This invention relates generally to aquaria and particularly to a cost effective apparatus for generating a time-varying surge in a saltwater reef aquarium.
Reef aquaria contain organisms that evolved in a tidal environment where tidal processes presented an ever-changing flow of nutrients and removal of waste products. In the restricted aquarium environment a lack of appropriately varying circulation can cause waste product buildup (especially in living coral) and reduce the amount of nutrients available to other organisms such as anemones. Waste buildup can cause coral death and susceptibility of other animals in the tank to disease.
Thus methods and apparatuses for causing a dynamically changing circulatory pattern in the salt-water reef aquarium is of practical importance and essential to the well being of the animals in the tank.
To sense the difficulty of the problem one has only to view a toy snow globe with a battery-operated circulator. These globes generally appear on the market every year around Christmas. If one turns on the circulator and initially shakes the globe to insure uniform initial “snow” particle distribution, it only takes a short time for all the “snow” particles to be deposited on the scenic elements of the globe in stationary fashion. The globe has reached steady state with respect to the snow particles even though the circulator continues to move the water within the globe. Think of these “snow” particles as food and/or waste particles in a reef tank.
The general problem of causing a changing flow environment in a reef tank so as to roughly simulate a tidal ocean environment is referred to herein as generating a “reef surge”.
There are a number of methods that have been used in the past to generate a reef surge in an aquarium. The majority of these employ mechanical devices that couple with the output fitting of a pump and vary the direction of flow over time in a cyclic manner. Aquaria using these devices quickly reach steady state.
One particularly clever, if decoratively and operationally challenging prior-art solution, is an adaptation of the British elevated water closet: water is pumped up to a reservoir above the aquarium and dumped at regular intervals back into the aquarium. Such an approach causes a cyclic momentary pounding turbulence in the tank that can dislodge tank animals and damage coral.
Electronic prior-art solutions revolve around solid-state relays for turning one or more submersible pumps on and off at pre-determined intervals. These approaches represent a step in the right direction but have limited effectiveness, as they yield no output flow variability.
An electronic solution wherein the flow rate of a submersible pump is varied over time would offer an immediate improvement over the above approaches.

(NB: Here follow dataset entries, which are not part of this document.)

use async_trait::async_trait;
use reqwest::{Client, StatusCode};
use serde::{Deserialize, Serialize};
use std::sync::Arc;
use std::time::Duration;
use thiserror::Error;

pub mod openai;
pub mod qwen;

pub use openai::OpenAiCompatibleTranslator;
pub use qwen::QwenTranslator;

#[derive(Debug, Clone, PartialEq, Eq, Error, Serialize, Deserialize)]
#[serde(tag = "kind", rename_all = "snake_case")]
pub enum TranslationError {
    #[error("network error: {message}")]
    Network { message: String },
    #[error("malformed response: {message}")]
    MalformedResponse { message: String },
    #[error("translation service error ({status}): {message}")]
    Service { status: String, message: String },
    #[error("request timed out after {after_ms} ms")]
    Timeout { after_ms: u64 },
    #[error("translation cancelled")]
    Cancelled,
    #[error("translator is not configured: {message}")]
    NotConfigured { message: String },
    #[error("file name is empty")]
    EmptyName,
    #[error("translation task failed: {message}")]
    Internal { message: String },
}

impl TranslationError {
    /// Stable identifier used in logs and metrics.
    pub fn kind(&self) -> &'static str {
        match self {
            TranslationError::Network { .. } => "network",
            TranslationError::MalformedResponse { .. } => "malformed_response",
            TranslationError::Service { .. } => "service",
            TranslationError::Timeout { .. } => "timeout",
            TranslationError::Cancelled => "cancelled",
            TranslationError::NotConfigured { .. } => "not_configured",
            TranslationError::EmptyName => "empty_name",
            TranslationError::Internal { .. } => "internal",
        }
    }

    pub fn timeout(after: Duration) -> Self {
        TranslationError::Timeout {
            after_ms: duration_millis(after),
        }
    }

    pub(crate) fn malformed(message: impl Into<String>) -> Self {
        TranslationError::MalformedResponse {
            message: message.into(),
        }
    }
}

/// A remote service that turns one file name into its translated form.
#[async_trait]
pub trait Translator: Send + Sync {
    fn name(&self) -> &'static str;

    async fn translate(&self, name: &str) -> Result<String, TranslationError>;
}

#[derive(Debug, Clone, Copy, PartialEq, Eq, Default, Serialize, Deserialize)]
#[serde(rename_all = "snake_case")]
pub enum ProviderKind {
    #[default]
    Qwen,
    OpenaiCompatible,
}

impl ProviderKind {
    pub fn label(&self) -> &'static str {
        match self {
            ProviderKind::Qwen => "Qwen",
            ProviderKind::OpenaiCompatible => "OpenAI-compatible",
        }
    }

    pub fn default_endpoint(&self) -> &'static str {
        match self {
            ProviderKind::Qwen => qwen::DEFAULT_ENDPOINT,
            ProviderKind::OpenaiCompatible => openai::DEFAULT_ENDPOINT,
        }
    }

    pub fn build(self, settings: ProviderSettings) -> Result<Arc<dyn Translator>, TranslationError> {
        match self {
            ProviderKind::Qwen => Ok(Arc::new(QwenTranslator::new(settings)?)),
            ProviderKind::OpenaiCompatible => {
                Ok(Arc::new(OpenAiCompatibleTranslator::new(settings)?))
            }
        }
    }
}

impl TryFrom<&str> for ProviderKind {
    type Error = TranslationError;

    fn try_from(value: &str) -> Result<Self, Self::Error> {
        match value.trim().to_ascii_lowercase().as_str() {
            "qwen" | "dashscope" => Ok(ProviderKind::Qwen),
            "openai" | "openai_compatible" | "openai-compatible" => {
                Ok(ProviderKind::OpenaiCompatible)
            }
            other => Err(TranslationError::NotConfigured {
                message: format!("unsupported provider: {other}"),
            }),
        }
    }
}

/// Resolved connection settings shared by every provider client.
#[derive(Debug, Clone)]
pub struct ProviderSettings {
    pub endpoint: String,
    pub api_key: Option<String>,
    pub model: String,
    pub system_prompt: String,
    pub timeout: Duration,
}

impl ProviderSettings {
    fn require_api_key(&self) -> Result<String, TranslationError> {
        self.api_key
            .as_deref()
            .map(str::trim)
            .filter(|key| !key.is_empty())
            .map(str::to_string)
            .ok_or_else(|| TranslationError::NotConfigured {
                message: "API key is not set".into(),
            })
    }
}

/// Builds the instruction sent alongside every file name.
pub fn default_system_prompt(source_lang: &str, target_lang: &str) -> String {
    let target = language_label(target_lang);
    let source = source_lang.trim();
    if source.is_empty() || source.eq_ignore_ascii_case("auto") {
        format!(
            "You are a translator. Translate the following file name to {target}. \
             Only respond with the translation, no explanations or additional text."
        )
    } else {
        format!(
            "You are a translator. Translate the following file name from {} to {target}. \
             Only respond with the translation, no explanations or additional text.",
            language_label(source)
        )
    }
}

fn language_label(code: &str) -> String {
    match code.trim().to_ascii_lowercase().as_str() {
        "en" => "English".into(),
        "zh" | "zh-cn" | "zh_cn" => "Chinese".into(),
        "ja" => "Japanese".into(),
        "ko" => "Korean".into(),
        other => other.to_string(),
    }
}

fn build_http_client(timeout: Duration) -> Result<Client, TranslationError> {
    Client::builder()
        .timeout(timeout)
        .build()
        .map_err(|err| TranslationError::NotConfigured {
            message: format!("failed to build HTTP client: {err}"),
        })
}

fn map_request_error(err: reqwest::Error, timeout: Duration) -> TranslationError {
    if err.is_timeout() {
        TranslationError::timeout(timeout)
    } else {
        TranslationError::Network {
            message: err.to_string(),
        }
    }
}

fn service_error(status: StatusCode, message: Option<String>) -> TranslationError {
    let message = message
        .map(|value| value.trim().to_string())
        .filter(|value| !value.is_empty())
        .unwrap_or_else(|| {
            status
                .canonical_reason()
                .unwrap_or("unexpected status")
                .to_string()
        });
    TranslationError::Service {
        status: status.as_u16().to_string(),
        message,
    }
}

/// Rejects translations that are blank, which would be useless as file names.
fn non_blank(text: String) -> Result<String, TranslationError> {
    if text.trim().is_empty() {
        Err(TranslationError::malformed("translation text is empty"))
    } else {
        Ok(text)
    }
}

pub(crate) fn duration_millis(duration: Duration) -> u64 {
    u64::try_from(duration.as_millis()).unwrap_or(u64::MAX)
}
#![warn(missing_docs)]
//! Runtime half of the hammer live auction engine.
//!
//! Each live auction is owned by exactly one [`Session`]: the serialization
//! domain for that auction's mutable state. Bid submissions on one auction
//! are processed strictly one at a time under the session's lock, so the
//! "evaluate highest bid, then accept" sequence is race-free by
//! construction; different auctions share nothing and proceed concurrently.
//!
//! The [`Registry`] is the sole creator and destroyer of sessions: it loads
//! auctions from the store lazily on first interaction, hands out the same
//! session for concurrent lookups, and retires sessions once an auction has
//! closed and its last observer has gone. Observers attach through a
//! per-session `tokio::sync::watch` channel, which delivers the latest
//! auction snapshot to every subscriber: best-effort for intermediate
//! states, always eventually consistent with the authoritative state.

mod config;
mod error;
mod registry;
mod session;

pub use config::EngineConfig;
pub use error::{EngineError, SubmitError};
pub use registry::Registry;
pub use session::Session;
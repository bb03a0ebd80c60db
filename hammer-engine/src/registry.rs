use crate::{EngineConfig, EngineError, Session, SubmitError};
use dashmap::DashMap;
use hammer_core::{
    models::{Auction, AuctionId, AuctionSnapshot, Bid, BidderId},
    ports::AuctionStore,
};
use rustc_hash::FxBuildHasher;
use std::sync::Arc;
use time::OffsetDateTime;
use tokio::{sync::watch, task::JoinHandle};
use tracing::{Instrument as _, Level, event, span};

/// The single authoritative owner of "which auctions are live in memory".
///
/// Sessions are created lazily on first interaction (loading the auction
/// from the store) and retired by the sweep once the auction has closed and
/// nobody has observed it for the configured grace period. Lookup is a
/// sharded map; creation for a never-before-seen id is serialized through
/// one async lock with a double-check, so concurrent first-joins produce
/// exactly one session per auction.
pub struct Registry<S: AuctionStore> {
    store: S,
    config: EngineConfig,
    sessions: DashMap<AuctionId, Arc<Session<S>>, FxBuildHasher>,
    creation: tokio::sync::Mutex<()>,
}

impl<S: AuctionStore> Registry<S> {
    /// Build a registry over the given store.
    pub fn new(store: S, config: EngineConfig) -> Arc<Self> {
        Arc::new(Self {
            store,
            config,
            sessions: DashMap::default(),
            creation: tokio::sync::Mutex::new(()),
        })
    }

    /// The underlying store.
    pub fn store(&self) -> &S {
        &self.store
    }

    /// Persist a finalized listing handed over by the catalog collaborator.
    ///
    /// No session is created here; the first join or bid will load it.
    pub async fn create_auction(&self, auction: Auction) -> Result<(), S::Error> {
        event!(Level::INFO, auction_id = %auction.id, seller_id = %auction.seller_id, "auction listed");
        self.store.create_auction(auction).await
    }

    /// Attach an observer to an auction: returns the current snapshot and
    /// the subscription receiver. Dropping the receiver is `leave`.
    pub async fn join(
        &self,
        auction_id: AuctionId,
        now: OffsetDateTime,
    ) -> Result<(AuctionSnapshot, watch::Receiver<AuctionSnapshot>), EngineError<S::Error>> {
        let session = self.get_or_create(auction_id, now).await?;
        Ok(session.join(now).await)
    }

    /// Take a one-shot snapshot of an auction without subscribing.
    pub async fn snapshot(
        &self,
        auction_id: AuctionId,
        now: OffsetDateTime,
    ) -> Result<AuctionSnapshot, EngineError<S::Error>> {
        let session = self.get_or_create(auction_id, now).await?;
        Ok(session.snapshot(now).await)
    }

    /// Route a bid submission to the auction's session.
    pub async fn submit_bid(
        &self,
        auction_id: AuctionId,
        bidder_id: BidderId,
        bidder_name: String,
        amount: i64,
        now: OffsetDateTime,
    ) -> Result<Bid, SubmitError<S::Error>> {
        let session = self
            .get_or_create(auction_id, now)
            .await
            .map_err(SubmitError::from)?;
        Ok(session.submit(bidder_id, bidder_name, amount, now).await?)
    }

    /// Number of sessions currently live in memory.
    pub fn live_sessions(&self) -> usize {
        self.sessions.len()
    }

    async fn get_or_create(
        &self,
        auction_id: AuctionId,
        now: OffsetDateTime,
    ) -> Result<Arc<Session<S>>, EngineError<S::Error>> {
        if let Some(session) = self.sessions.get(&auction_id) {
            return Ok(session.clone());
        }

        let _guard = self.creation.lock().await;
        // somebody else may have created it while we waited for the lock
        if let Some(session) = self.sessions.get(&auction_id) {
            return Ok(session.clone());
        }

        let auction = self
            .store
            .load_auction(auction_id)
            .await
            .map_err(EngineError::Store)?
            .ok_or(EngineError::NotFound)?;
        let session = Arc::new(Session::new(auction, self.store.clone(), now));
        self.sessions.insert(auction_id, session.clone());
        event!(Level::DEBUG, %auction_id, "session created");
        Ok(session)
    }

    /// One pass of proactive maintenance.
    ///
    /// Closes expired auctions among the live sessions (so idle observers
    /// see the closed state without waiting for the next bid attempt),
    /// retires sessions that have been closed and unobserved past the grace
    /// period, and records closes for expired auctions nobody has loaded,
    /// which also catches up close marks that previously failed to persist.
    pub async fn sweep(&self, now: OffsetDateTime) {
        let live: Vec<_> = self
            .sessions
            .iter()
            .map(|entry| (*entry.key(), entry.value().clone()))
            .collect();

        for (auction_id, session) in live {
            session.poll_close(now).await;
            if session.retirable(now, self.config.close_grace).await {
                // re-check observer count under the shard lock; a racing
                // join that slipped past anyway just recreates the session
                // from the store on its next operation
                let removed = self
                    .sessions
                    .remove_if(&auction_id, |_, s| {
                        Arc::ptr_eq(s, &session) && s.observer_count() == 0
                    })
                    .is_some();
                if removed {
                    event!(Level::DEBUG, %auction_id, "session retired");
                }
            }
        }

        match self.store.list_expired(now).await {
            Ok(expired) => {
                for auction_id in expired {
                    if let Err(error) = self.store.mark_closed(auction_id, now).await {
                        event!(Level::ERROR, %auction_id, %error, "failed to record auction close");
                    }
                }
            }
            Err(error) => {
                event!(Level::ERROR, %error, "failed to list expired auctions");
            }
        }
    }

    /// Run [`Registry::sweep`] forever at the configured interval.
    pub fn spawn_sweeper(self: &Arc<Self>) -> JoinHandle<()> {
        let registry = Arc::clone(self);
        tokio::spawn(async move {
            let mut interval = tokio::time::interval(registry.config.sweep_every);
            interval.set_missed_tick_behavior(tokio::time::MissedTickBehavior::Delay);
            loop {
                interval.tick().await;
                let sweep = span!(Level::DEBUG, "sweep");
                registry
                    .sweep(OffsetDateTime::now_utc())
                    .instrument(sweep)
                    .await;
            }
        })
    }
}
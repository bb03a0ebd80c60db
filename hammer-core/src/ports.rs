mod store;

pub use store::{AuctionStore, BidConflict};
mod bidder;
pub use bidder::Bidder;

mod jwt;
pub use jwt::{CustomClaims, JwtVerifier};

mod now;
pub use now::Now;

use hammer_core::models::BidderId;
use jwt_simple::{
    claims::Claims,
    prelude::{Duration, HS256Key, MACLike},
};
use uuid::Uuid;

/// Generate a bearer token and the account string it identifies.
///
/// The subject is a freshly generated bidder id; `name` is the display name
/// the identity collaborator would resolve for the connection.
pub fn generate_token(
    raw_key: &str,
    name: &str,
    duration_days: u64,
) -> Result<(String, String), jwt_simple::Error> {
    let key = HS256Key::from_bytes(raw_key.as_bytes());
    let account: BidderId = Uuid::new_v4().into();
    let account_str = account.to_string();
    let claims = Claims::with_custom_claims(
        CustomClaims { name: name.into() },
        Duration::from_days(duration_days),
    )
    .with_subject(&account_str);

    let token = key.authenticate(claims)?;
    Ok((token, account_str))
}
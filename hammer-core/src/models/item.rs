use serde::{Deserialize, Serialize};

/// Immutable copy of the listed item, taken when the seller finalizes the
/// listing.
///
/// The catalog collaborator owns the product record itself; the auction keeps
/// this snapshot so that later catalog edits cannot change what was bid on.
#[derive(Debug, Clone, PartialEq, Eq, Serialize, Deserialize)]
pub struct ItemSnapshot {
    /// Display name of the item
    pub name: String,
    /// Free-form description
    pub description: String,
    /// Reference to the item's image in the media store
    pub image_ref: String,
    /// Material the item is made of
    pub material: String,
    /// Weight in grams
    pub weight_grams: u32,
    /// Color of the item
    pub color: String,
}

Submersible pumps used in aquariums are almost exclusively AC permanent magnet synchronous motor (PMSM) pumps. These pumps are available with maximum flow rates from approximately 25 gallons-per-hour (gph) to approximately 10,000 gph. Low voltage (i.e. 12VAC) implementations of these pumps, because of market demand, are currently only available for maximum flow rates under 200 gph. In the United States the majority of PMSM submersible pumps run on 110 VAC. Regardless of their design voltage, the speed of such pumps (which is related to the no-load zero-head flow rate) can only be varied by methods that vary the frequency of the waveform supplied to the pump.
U.S. Pat. No. 6,717,383 (co-invented by the present inventor) teaches a cost effective variable frequency drive for controlling PMSM submersible pumps of the type in widespread use in small fountain applications. The generated AC waveform is essentially a variable-width square wave pulse separated by a variable width-dead time. Pending utility application entitled “Variable Frequency, Drive for AC Synchronous Motors with Application to Pumps” by the present inventor provides novel, cost effective embodiments which reduce pump vibration in larger AC PMSM pumps; these have decided utility in the larger tank home aquarium arena.
Application of either of these above referenced electronic technologies in the previous paragraph to the problem of generating a reef surge would constitute a considerable improvement over the prior art. For instance, a single pump could be made to follow a complex sequence of flows with varying inter-flow ramping. Randomness could be introduced in both the sequence of flow rates and the time intervals between successive flow rates. Or, the variation of flow could be made to simulate a time-of-day dependent real-world tidal pattern. Further by adding multiple synchronously or asynchronously controlled pumps strategically located within the tank, a distributed surge could be realized. To the inventor's knowledge no such reef control surge variation protocols have been reported not alone implemented. One aim of this invention is to implement such control schemes in a reef surge apparatus that provides improved dynamically changing circulation in a reef aquarium.
A further considerable improvement would involve generating a dynamically changing forward and reverse flow of water from a single pump dedicated to creating reef surge in a salt-water reef tank. This is another aim of this invention.